Extracted data:
-*-*-
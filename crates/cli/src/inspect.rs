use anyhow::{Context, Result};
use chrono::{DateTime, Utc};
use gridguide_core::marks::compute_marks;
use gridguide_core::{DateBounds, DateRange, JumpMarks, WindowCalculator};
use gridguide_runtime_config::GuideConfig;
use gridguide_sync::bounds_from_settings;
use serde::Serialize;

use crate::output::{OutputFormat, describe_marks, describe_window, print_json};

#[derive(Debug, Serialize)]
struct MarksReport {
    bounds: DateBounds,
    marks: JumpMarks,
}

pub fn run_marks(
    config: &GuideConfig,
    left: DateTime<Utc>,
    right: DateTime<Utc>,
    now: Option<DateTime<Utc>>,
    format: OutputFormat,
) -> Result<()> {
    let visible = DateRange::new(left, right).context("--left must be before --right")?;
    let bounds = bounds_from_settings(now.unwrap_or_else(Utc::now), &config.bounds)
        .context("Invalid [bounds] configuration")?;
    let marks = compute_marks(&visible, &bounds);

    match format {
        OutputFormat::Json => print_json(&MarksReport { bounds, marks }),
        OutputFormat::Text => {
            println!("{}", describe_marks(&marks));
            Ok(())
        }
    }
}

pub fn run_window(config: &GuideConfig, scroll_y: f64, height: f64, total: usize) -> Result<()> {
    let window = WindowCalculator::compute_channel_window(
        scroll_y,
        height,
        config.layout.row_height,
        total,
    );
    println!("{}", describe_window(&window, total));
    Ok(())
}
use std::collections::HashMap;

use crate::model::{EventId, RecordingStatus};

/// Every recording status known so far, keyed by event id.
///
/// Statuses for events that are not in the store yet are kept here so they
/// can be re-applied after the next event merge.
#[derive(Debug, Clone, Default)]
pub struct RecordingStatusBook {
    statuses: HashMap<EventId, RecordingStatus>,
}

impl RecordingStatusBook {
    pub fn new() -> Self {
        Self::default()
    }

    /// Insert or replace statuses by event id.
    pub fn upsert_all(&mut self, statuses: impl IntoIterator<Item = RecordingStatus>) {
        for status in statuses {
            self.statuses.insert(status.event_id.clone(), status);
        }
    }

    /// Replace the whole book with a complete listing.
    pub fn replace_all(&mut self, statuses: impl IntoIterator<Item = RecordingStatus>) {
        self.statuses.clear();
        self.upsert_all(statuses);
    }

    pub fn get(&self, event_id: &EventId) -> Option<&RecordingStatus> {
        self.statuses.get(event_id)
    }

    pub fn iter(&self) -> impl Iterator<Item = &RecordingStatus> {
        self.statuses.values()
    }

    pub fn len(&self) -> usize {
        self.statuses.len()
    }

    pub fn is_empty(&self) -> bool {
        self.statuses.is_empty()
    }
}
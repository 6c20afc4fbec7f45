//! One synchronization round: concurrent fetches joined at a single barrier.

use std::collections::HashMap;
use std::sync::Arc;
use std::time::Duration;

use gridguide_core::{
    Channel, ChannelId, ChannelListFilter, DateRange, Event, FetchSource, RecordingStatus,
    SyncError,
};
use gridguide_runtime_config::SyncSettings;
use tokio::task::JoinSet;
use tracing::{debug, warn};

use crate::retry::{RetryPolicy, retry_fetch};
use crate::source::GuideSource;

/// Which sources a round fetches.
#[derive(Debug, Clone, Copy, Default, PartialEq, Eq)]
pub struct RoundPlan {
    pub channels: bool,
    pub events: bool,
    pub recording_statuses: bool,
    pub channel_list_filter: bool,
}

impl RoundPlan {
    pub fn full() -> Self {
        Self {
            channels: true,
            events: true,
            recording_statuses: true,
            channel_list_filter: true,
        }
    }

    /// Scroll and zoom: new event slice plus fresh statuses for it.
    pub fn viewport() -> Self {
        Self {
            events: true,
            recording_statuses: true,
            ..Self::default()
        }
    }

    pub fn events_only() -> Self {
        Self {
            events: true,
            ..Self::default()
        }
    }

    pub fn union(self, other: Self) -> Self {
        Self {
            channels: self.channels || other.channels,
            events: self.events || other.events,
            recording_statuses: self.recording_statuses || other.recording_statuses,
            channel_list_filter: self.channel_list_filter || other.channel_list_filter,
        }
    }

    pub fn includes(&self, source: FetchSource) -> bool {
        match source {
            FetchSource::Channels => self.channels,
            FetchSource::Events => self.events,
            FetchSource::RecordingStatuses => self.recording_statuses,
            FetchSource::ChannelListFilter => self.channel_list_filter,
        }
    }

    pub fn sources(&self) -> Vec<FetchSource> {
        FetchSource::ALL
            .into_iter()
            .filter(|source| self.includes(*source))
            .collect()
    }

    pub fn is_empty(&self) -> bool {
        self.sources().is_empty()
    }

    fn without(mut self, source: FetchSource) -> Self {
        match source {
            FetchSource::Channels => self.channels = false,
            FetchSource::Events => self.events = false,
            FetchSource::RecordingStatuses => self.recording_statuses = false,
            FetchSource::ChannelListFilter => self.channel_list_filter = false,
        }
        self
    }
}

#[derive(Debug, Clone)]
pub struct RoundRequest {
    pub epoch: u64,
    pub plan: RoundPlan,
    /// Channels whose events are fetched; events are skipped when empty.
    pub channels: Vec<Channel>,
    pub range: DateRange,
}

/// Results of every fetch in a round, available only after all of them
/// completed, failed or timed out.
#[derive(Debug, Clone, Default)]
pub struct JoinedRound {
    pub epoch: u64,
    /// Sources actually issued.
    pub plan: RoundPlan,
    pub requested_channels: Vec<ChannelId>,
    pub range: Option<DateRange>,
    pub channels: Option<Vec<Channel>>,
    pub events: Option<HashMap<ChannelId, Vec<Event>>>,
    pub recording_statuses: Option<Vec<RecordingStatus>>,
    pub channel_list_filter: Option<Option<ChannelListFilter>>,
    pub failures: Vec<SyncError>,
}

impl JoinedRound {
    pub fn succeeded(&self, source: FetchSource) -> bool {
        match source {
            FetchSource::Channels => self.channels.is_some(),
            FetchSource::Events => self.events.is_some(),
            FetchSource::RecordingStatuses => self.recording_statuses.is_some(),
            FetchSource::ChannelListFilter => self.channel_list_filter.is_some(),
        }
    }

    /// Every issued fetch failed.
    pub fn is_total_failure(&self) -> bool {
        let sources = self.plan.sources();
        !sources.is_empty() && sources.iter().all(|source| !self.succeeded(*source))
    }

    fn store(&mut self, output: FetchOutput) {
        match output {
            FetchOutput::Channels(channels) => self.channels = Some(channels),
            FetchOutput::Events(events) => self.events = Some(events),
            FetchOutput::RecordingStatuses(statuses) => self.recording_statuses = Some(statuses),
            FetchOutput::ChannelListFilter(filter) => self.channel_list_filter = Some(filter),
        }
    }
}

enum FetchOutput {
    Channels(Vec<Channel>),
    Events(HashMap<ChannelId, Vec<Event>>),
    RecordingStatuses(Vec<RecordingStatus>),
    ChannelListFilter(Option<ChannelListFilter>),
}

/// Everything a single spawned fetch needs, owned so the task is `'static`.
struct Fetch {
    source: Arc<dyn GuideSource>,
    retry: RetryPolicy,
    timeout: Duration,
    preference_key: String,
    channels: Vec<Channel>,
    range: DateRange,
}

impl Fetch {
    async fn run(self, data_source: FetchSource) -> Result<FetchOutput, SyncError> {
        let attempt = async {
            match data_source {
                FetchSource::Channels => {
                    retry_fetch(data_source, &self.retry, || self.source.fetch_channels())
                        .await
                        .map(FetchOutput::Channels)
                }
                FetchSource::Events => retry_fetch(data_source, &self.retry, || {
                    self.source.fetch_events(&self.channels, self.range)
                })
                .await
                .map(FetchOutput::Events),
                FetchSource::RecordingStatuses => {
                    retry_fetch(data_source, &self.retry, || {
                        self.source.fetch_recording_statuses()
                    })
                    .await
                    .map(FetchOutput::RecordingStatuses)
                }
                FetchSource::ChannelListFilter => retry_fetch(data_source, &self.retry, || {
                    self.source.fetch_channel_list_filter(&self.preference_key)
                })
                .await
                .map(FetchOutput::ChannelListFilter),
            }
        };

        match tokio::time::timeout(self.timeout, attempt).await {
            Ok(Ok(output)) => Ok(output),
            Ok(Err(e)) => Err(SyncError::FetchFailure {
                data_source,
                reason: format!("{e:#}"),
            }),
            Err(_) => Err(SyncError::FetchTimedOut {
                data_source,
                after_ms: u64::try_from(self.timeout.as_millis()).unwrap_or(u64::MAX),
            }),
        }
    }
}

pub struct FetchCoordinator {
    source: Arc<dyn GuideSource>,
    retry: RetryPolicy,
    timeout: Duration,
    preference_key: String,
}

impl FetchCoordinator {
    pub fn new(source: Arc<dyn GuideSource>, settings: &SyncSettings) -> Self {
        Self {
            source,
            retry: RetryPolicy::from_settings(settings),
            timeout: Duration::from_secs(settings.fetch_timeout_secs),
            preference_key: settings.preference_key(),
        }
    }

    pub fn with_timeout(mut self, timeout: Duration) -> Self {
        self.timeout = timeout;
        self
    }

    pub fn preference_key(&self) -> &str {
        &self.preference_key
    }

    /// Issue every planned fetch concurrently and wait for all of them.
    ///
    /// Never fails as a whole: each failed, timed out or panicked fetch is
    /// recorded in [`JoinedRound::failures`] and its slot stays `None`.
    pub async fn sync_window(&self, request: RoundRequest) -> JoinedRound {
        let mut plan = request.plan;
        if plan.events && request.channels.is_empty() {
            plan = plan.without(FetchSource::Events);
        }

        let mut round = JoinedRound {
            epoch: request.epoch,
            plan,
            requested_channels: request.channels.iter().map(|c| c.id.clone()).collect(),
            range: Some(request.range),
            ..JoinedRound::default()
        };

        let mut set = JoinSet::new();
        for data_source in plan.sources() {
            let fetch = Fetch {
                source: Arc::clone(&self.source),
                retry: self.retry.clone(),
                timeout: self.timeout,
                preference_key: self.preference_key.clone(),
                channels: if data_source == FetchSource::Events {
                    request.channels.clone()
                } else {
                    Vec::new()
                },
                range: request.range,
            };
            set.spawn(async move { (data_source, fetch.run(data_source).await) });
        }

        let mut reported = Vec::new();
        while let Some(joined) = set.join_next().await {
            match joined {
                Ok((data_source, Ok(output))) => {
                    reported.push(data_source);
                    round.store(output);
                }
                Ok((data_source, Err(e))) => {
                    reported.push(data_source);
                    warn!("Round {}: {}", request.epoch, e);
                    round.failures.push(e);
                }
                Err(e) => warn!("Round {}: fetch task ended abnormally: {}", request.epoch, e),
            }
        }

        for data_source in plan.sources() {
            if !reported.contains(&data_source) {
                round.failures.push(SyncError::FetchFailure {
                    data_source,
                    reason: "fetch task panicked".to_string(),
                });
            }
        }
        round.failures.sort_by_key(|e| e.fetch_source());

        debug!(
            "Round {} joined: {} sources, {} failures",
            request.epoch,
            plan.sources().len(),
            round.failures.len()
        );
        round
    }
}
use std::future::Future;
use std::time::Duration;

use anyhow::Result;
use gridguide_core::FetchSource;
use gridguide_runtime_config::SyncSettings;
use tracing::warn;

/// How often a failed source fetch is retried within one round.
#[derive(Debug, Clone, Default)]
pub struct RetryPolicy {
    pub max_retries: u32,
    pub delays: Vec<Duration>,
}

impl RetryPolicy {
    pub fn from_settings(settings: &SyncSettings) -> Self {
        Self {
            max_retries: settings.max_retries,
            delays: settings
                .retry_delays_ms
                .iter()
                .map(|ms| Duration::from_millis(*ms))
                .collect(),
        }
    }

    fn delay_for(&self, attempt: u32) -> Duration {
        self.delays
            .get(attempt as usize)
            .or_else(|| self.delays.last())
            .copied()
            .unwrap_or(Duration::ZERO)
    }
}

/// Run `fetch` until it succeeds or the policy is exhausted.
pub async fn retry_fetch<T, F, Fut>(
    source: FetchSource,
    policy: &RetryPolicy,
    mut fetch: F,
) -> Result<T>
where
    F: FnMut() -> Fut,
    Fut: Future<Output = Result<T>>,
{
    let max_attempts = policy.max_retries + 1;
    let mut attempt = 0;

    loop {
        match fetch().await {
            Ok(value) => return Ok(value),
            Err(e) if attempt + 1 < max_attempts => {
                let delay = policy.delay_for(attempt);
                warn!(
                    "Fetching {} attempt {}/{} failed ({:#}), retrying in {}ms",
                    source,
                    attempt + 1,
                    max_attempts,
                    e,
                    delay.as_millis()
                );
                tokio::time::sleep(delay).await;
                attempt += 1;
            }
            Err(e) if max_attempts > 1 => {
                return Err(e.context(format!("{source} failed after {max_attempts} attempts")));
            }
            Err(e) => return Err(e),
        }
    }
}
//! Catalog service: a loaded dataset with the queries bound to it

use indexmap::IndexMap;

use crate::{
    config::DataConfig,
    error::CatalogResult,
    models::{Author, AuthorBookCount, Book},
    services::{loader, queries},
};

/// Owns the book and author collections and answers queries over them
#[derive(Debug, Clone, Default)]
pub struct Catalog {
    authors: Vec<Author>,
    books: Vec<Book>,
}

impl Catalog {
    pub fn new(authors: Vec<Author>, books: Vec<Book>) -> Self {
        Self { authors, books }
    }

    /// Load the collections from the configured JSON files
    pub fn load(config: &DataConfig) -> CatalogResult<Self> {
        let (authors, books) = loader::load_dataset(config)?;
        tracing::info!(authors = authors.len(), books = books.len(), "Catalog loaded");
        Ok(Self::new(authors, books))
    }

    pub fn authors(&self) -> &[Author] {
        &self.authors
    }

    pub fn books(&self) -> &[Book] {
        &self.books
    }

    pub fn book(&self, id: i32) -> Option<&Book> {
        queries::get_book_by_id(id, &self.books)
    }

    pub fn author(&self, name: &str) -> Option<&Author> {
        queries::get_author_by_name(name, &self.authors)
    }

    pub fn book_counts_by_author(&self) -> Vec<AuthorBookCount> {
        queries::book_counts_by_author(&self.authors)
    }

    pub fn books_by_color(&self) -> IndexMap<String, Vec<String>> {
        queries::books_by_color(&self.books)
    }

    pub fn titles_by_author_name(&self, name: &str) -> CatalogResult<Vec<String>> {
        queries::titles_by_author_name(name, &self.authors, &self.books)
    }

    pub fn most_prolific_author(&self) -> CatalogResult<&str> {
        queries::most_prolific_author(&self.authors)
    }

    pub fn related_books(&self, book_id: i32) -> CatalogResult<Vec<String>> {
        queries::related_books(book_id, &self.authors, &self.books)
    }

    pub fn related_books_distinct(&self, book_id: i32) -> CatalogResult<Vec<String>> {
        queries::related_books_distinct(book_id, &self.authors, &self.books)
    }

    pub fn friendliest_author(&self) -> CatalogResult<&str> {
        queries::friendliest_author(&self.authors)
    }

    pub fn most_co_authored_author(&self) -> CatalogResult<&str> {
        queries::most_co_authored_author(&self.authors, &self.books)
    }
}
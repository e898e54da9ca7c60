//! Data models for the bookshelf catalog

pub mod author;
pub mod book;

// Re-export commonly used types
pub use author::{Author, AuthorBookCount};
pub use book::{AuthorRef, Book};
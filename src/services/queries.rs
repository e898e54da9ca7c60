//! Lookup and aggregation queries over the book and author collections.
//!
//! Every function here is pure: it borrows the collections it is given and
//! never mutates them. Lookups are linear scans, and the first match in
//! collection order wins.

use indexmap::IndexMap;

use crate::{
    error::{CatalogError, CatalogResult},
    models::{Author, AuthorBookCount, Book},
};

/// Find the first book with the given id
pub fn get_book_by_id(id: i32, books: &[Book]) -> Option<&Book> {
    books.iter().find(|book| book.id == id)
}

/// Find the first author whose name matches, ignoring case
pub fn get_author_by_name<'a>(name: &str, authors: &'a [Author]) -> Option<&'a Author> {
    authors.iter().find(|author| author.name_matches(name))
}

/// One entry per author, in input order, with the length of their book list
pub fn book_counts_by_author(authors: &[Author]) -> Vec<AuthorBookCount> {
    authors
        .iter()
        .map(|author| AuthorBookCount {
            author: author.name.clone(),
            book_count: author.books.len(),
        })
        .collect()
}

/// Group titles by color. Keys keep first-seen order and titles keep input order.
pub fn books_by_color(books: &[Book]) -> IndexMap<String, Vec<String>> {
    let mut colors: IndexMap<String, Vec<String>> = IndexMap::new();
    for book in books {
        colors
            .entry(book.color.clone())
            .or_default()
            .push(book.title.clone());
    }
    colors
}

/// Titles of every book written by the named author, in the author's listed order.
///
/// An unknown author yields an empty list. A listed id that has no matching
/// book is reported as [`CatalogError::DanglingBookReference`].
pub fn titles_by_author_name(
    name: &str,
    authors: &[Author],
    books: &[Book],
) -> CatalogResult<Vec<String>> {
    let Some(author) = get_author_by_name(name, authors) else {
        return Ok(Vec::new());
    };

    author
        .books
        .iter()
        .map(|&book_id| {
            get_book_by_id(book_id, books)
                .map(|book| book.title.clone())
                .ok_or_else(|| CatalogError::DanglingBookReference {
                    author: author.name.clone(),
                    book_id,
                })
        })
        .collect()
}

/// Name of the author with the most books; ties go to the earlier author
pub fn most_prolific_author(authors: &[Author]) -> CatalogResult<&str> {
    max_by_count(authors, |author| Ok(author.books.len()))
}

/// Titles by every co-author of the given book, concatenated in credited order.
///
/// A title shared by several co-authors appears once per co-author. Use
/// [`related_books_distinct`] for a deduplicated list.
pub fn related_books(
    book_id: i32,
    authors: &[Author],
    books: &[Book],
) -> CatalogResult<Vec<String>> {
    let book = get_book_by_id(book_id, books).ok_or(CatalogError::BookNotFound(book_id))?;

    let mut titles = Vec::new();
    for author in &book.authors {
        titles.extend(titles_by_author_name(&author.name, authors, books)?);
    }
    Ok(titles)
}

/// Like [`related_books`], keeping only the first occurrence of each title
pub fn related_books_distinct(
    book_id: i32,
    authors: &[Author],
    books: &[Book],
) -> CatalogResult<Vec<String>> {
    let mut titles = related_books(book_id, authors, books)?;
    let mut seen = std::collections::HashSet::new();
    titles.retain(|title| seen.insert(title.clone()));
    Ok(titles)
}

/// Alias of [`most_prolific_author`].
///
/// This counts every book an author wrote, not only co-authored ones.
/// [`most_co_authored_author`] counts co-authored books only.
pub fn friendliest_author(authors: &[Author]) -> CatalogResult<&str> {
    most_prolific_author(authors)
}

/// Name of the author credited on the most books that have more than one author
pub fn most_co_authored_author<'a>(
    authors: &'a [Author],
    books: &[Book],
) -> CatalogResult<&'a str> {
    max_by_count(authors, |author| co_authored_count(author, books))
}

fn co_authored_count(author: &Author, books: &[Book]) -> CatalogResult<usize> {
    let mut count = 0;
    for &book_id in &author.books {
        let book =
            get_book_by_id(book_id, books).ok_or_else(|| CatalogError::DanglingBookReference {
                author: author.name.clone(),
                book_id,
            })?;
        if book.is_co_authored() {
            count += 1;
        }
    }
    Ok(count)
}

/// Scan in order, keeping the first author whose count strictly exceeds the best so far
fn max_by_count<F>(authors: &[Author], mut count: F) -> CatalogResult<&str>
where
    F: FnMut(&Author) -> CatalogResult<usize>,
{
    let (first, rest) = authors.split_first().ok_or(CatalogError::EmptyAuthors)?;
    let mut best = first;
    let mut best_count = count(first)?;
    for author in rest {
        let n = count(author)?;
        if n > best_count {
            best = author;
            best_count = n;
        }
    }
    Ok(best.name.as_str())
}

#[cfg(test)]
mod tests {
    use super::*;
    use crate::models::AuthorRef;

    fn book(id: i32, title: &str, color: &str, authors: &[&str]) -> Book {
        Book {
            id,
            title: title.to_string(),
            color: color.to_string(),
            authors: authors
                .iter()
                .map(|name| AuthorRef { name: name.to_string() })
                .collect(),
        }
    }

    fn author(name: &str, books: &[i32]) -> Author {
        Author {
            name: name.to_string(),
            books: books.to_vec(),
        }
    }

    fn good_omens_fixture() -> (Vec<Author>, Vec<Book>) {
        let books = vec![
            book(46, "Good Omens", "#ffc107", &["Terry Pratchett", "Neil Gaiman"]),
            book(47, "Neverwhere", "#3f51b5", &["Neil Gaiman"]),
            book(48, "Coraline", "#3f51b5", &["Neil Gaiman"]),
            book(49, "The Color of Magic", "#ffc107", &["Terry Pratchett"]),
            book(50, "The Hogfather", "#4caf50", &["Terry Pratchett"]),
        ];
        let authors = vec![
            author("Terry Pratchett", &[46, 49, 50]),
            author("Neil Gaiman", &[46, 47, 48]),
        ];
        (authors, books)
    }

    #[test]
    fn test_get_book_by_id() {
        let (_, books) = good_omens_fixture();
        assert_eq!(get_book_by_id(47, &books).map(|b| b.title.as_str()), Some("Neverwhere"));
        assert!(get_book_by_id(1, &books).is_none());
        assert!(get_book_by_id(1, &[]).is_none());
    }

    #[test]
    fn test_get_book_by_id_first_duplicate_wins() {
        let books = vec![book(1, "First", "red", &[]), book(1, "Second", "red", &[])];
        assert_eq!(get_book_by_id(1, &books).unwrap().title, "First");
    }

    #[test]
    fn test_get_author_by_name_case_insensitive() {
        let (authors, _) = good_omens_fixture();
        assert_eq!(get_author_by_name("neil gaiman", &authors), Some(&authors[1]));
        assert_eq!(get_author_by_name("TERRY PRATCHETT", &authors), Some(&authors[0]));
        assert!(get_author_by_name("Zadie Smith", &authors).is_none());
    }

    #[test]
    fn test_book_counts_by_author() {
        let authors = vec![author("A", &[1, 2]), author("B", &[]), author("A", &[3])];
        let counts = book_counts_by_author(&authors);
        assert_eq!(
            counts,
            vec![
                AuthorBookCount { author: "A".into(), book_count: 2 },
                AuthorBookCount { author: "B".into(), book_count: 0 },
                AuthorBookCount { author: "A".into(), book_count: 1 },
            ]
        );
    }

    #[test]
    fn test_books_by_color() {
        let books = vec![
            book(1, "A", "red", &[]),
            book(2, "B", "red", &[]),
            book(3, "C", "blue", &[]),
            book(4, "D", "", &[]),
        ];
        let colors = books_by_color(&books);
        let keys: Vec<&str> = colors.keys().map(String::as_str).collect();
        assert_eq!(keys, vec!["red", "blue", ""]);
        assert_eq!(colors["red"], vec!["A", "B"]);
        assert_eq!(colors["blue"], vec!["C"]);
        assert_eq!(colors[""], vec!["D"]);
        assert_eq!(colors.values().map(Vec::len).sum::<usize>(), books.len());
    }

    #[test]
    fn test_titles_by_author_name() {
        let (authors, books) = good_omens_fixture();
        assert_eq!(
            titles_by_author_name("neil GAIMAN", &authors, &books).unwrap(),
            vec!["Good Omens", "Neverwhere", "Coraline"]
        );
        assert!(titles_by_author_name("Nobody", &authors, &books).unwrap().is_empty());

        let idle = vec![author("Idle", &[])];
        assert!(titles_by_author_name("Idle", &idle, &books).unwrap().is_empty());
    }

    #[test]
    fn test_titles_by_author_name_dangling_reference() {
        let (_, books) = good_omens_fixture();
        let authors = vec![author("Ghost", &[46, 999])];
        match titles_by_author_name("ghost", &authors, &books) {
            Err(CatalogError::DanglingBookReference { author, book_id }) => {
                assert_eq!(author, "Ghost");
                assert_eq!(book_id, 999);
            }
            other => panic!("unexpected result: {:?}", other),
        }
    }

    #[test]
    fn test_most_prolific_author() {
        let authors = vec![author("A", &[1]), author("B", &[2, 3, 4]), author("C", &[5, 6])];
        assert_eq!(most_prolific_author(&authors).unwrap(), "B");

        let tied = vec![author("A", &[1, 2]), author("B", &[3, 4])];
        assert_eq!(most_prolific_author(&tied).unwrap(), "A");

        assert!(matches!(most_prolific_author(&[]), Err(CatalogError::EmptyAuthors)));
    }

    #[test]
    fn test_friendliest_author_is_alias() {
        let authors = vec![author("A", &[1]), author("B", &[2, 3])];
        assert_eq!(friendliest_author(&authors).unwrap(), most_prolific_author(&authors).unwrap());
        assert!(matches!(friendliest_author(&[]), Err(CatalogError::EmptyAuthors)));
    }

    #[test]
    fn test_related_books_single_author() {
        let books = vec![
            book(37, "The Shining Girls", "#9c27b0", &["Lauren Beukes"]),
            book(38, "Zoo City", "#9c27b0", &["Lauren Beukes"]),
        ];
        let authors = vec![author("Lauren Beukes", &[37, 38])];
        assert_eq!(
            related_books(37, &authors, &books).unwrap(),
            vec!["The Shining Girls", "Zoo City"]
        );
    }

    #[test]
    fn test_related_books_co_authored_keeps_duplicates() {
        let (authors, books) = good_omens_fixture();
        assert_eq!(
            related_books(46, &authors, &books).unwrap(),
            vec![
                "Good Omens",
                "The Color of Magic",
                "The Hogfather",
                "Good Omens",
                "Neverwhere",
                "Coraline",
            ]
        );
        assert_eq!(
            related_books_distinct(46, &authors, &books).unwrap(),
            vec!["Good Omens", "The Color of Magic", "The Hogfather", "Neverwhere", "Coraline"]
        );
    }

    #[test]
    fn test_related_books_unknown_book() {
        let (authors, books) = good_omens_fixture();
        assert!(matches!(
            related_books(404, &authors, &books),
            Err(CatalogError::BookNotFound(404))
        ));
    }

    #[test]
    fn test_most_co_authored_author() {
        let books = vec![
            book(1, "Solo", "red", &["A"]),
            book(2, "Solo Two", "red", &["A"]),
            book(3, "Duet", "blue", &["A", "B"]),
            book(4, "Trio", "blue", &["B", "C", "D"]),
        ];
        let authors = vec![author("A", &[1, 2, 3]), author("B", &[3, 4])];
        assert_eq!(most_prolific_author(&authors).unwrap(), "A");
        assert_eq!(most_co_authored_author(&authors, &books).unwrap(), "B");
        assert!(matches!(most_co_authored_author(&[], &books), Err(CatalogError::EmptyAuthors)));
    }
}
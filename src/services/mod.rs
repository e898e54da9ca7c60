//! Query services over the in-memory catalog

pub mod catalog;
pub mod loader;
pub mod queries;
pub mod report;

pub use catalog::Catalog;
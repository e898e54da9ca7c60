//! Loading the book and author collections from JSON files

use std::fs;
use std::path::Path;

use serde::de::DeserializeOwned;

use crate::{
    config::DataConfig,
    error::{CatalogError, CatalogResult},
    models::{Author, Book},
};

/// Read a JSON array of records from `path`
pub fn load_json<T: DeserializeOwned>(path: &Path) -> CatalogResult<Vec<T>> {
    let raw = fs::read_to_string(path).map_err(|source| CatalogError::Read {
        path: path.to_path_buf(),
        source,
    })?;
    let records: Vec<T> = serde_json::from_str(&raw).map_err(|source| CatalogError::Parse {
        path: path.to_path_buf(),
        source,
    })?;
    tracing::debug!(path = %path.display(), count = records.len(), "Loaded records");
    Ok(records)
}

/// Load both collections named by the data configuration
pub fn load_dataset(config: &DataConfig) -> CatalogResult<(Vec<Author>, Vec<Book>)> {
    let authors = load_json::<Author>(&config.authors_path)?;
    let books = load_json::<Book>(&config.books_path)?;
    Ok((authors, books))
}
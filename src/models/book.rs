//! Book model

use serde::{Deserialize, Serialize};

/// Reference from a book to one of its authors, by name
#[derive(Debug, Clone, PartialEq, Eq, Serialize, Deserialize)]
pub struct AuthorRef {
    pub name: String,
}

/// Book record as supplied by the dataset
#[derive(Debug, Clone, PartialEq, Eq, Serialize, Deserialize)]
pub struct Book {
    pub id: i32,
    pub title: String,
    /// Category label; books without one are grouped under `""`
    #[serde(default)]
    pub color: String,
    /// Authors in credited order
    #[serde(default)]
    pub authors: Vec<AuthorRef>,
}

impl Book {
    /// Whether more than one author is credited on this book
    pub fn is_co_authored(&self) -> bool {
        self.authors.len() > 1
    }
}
-*-*-
Brief:
Search the data above for "Magic" and copy every line where it turns up.

Response for this exercise:
            book(49, "The Color of Magic", "#ffc107", &["Terry Pratchett"]),
                "The Color of Magic",
            vec!["Good Omens", "The Color of Magic", "The Hogfather", "Neverwhere", "Coraline"]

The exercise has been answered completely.